Un « oui » ou un « non », cela est clair, mais obscur, aussi, quand il existe plusieurs interprétations possibles d’une question, au point que, bien souvent, celle-ci fut jugée biaisée. La définition du corps électoral peut également poser problème, comme dans le cas d’un référendum local. Dans un vote, il n’y a pas qu’une opinion, mais des pensées, des intérêts, des enjeux très différents que les conventions obligent à mêler. Ainsi, dans le cas du « Brexit », la nostalgie pour l’ancien Empire britannique, la peur des immigrés que l’on côtoie ou que l’on voit seulement à la télévision, l’appréhension de l’avenir, les frustrations de la pauvreté, la crainte pour son emploi, la rancœur ou le désespoir de l’avoir déjà perdu. De même , les opinions exprimées ont-elles un poids identique lorsqu’on vote contre un aéroport dont les pistes vont détruire  sa ferme ou dont les avions vont survoler sa maison, ou lorsqu’on est « pour » parce que l’on espère profiter des voyages d’affaires ou de tourisme moins chers? Il faudrait se poser ce genre de question – non pas dans un référendum, mais avant de décider si l’on y a recours.

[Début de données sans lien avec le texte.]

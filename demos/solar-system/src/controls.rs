/// Pause, theme and orbit-visibility state, plus the theme palettes.

pub const PAUSE_LABEL: &str = "⏸ Pause";
pub const RESUME_LABEL: &str = "▶ Resume";

#[derive(Debug, Clone, Copy, PartialEq, Eq, Default)]
pub enum Theme {
    #[default]
    Dark,
    Light,
}

impl Theme {
    pub fn toggled(self) -> Self {
        match self {
            Theme::Dark => Theme::Light,
            Theme::Light => Theme::Dark,
        }
    }

    pub fn palette(self) -> &'static ThemePalette {
        match self {
            Theme::Dark => &DARK,
            Theme::Light => &LIGHT,
        }
    }

    /// 0 = dark, 1 = light.
    pub fn wire(self) -> f32 {
        match self {
            Theme::Dark => 0.0,
            Theme::Light => 1.0,
        }
    }
}

/// Colors and light levels for one theme. Colors are 0xRRGGBB.
#[derive(Debug, Clone, Copy, PartialEq)]
pub struct ThemePalette {
    pub background: u32,
    pub ambient_color: u32,
    pub ambient_intensity: f32,
    pub light_color: u32,
    pub light_intensity: f32,
    pub chrome_background: u32,
    pub chrome_alpha: f32,
    pub chrome_text: u32,
    pub star_color: u32,
    pub star_alpha: f32,
}

pub const DARK: ThemePalette = ThemePalette {
    background: 0x000000,
    ambient_color: 0xffffff,
    ambient_intensity: 0.3,
    light_color: 0xffffff,
    light_intensity: 2.0,
    chrome_background: 0x000000,
    chrome_alpha: 0.65,
    chrome_text: 0xffffff,
    star_color: 0xffffff,
    star_alpha: 1.0,
};

pub const LIGHT: ThemePalette = ThemePalette {
    background: 0xeef1f6,
    ambient_color: 0xffffff,
    ambient_intensity: 0.7,
    light_color: 0xfff4e0,
    light_intensity: 1.4,
    chrome_background: 0xffffff,
    chrome_alpha: 0.85,
    chrome_text: 0x1a1a1a,
    star_color: 0x1a1a1a,
    star_alpha: 0.25,
};

/// 0xRRGGBB to linear [r, g, b] in [0, 1].
pub const fn rgb(hex: u32) -> [f32; 3] {
    [
        ((hex >> 16) & 0xff) as f32 / 255.0,
        ((hex >> 8) & 0xff) as f32 / 255.0,
        (hex & 0xff) as f32 / 255.0,
    ]
}

/// UI-owned state that parameterizes the animation.
#[derive(Debug, Clone, Copy, PartialEq, Eq)]
pub struct UiState {
    pub paused: bool,
    pub theme: Theme,
    pub show_orbits: bool,
}

impl Default for UiState {
    fn default() -> Self {
        Self {
            paused: false,
            theme: Theme::Dark,
            show_orbits: true,
        }
    }
}

impl UiState {
    pub fn toggle_pause(&mut self) {
        self.paused = !self.paused;
    }

    pub fn toggle_theme(&mut self) {
        self.theme = self.theme.toggled();
    }

    pub fn toggle_orbits(&mut self) {
        self.show_orbits = !self.show_orbits;
    }

    pub fn pause_label(&self) -> &'static str {
        if self.paused {
            RESUME_LABEL
        } else {
            PAUSE_LABEL
        }
    }
}

#[cfg(test)]
mod tests {
    use super::*;

    #[test]
    fn defaults() {
        let ui = UiState::default();
        assert!(!ui.paused);
        assert_eq!(ui.theme, Theme::Dark);
        assert!(ui.show_orbits);
    }

    #[test]
    fn pause_label_follows_state() {
        let mut ui = UiState::default();
        assert_eq!(ui.pause_label(), "⏸ Pause");
        ui.toggle_pause();
        assert_eq!(ui.pause_label(), "▶ Resume");
        ui.toggle_pause();
        assert!(!ui.paused);
    }

    #[test]
    fn toggles_are_independent() {
        let mut ui = UiState::default();
        ui.toggle_theme();
        assert_eq!(ui.theme, Theme::Light);
        assert!(!ui.paused);
        assert!(ui.show_orbits);
        ui.toggle_orbits();
        assert!(!ui.show_orbits);
        assert_eq!(ui.theme, Theme::Light);
    }

    #[test]
    fn palettes_differ_where_it_matters() {
        assert_eq!(rgb(Theme::Dark.palette().background), [0.0, 0.0, 0.0]);
        assert!(Theme::Light.palette().ambient_intensity > Theme::Dark.palette().ambient_intensity);
        assert!(Theme::Light.palette().star_alpha < Theme::Dark.palette().star_alpha);
    }

    #[test]
    fn rgb_unpacks_channels() {
        let [r, g, b] = rgb(0xff8000);
        assert_eq!(r, 1.0);
        assert!((g - 128.0 / 255.0).abs() < 1e-6);
        assert_eq!(b, 0.0);
    }
}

La démocratie est une belle idée, une idée juste et plus encore une idée nécessaire. Depuis que la légitimation par la volonté divine a été abandonnée, il n’est pas imaginable que les citoyens ne soient pas parties prenantes des décisions qui gouvernent leur vie. Tout serait bien si les humains avaient enfin résolu les problèmes de sa mise en oeuvre. Mais il semble plutôt que, d’accord sur le principe, ils restent incapables de trouver les solutions permettant que la démocratie fonctionne. Une question technique, pourrait-on dire de prime abord, tant les modes d’expression de la volonté populaire restent dérisoirement sommaires. L’élection d’abord, mais elle est une piètre solution quand elle consiste à se dessaisir soi-même, ainsi que le remarquait Jean-Jacques Rousseau bien avant que le monde en ait fait l’ample expérience.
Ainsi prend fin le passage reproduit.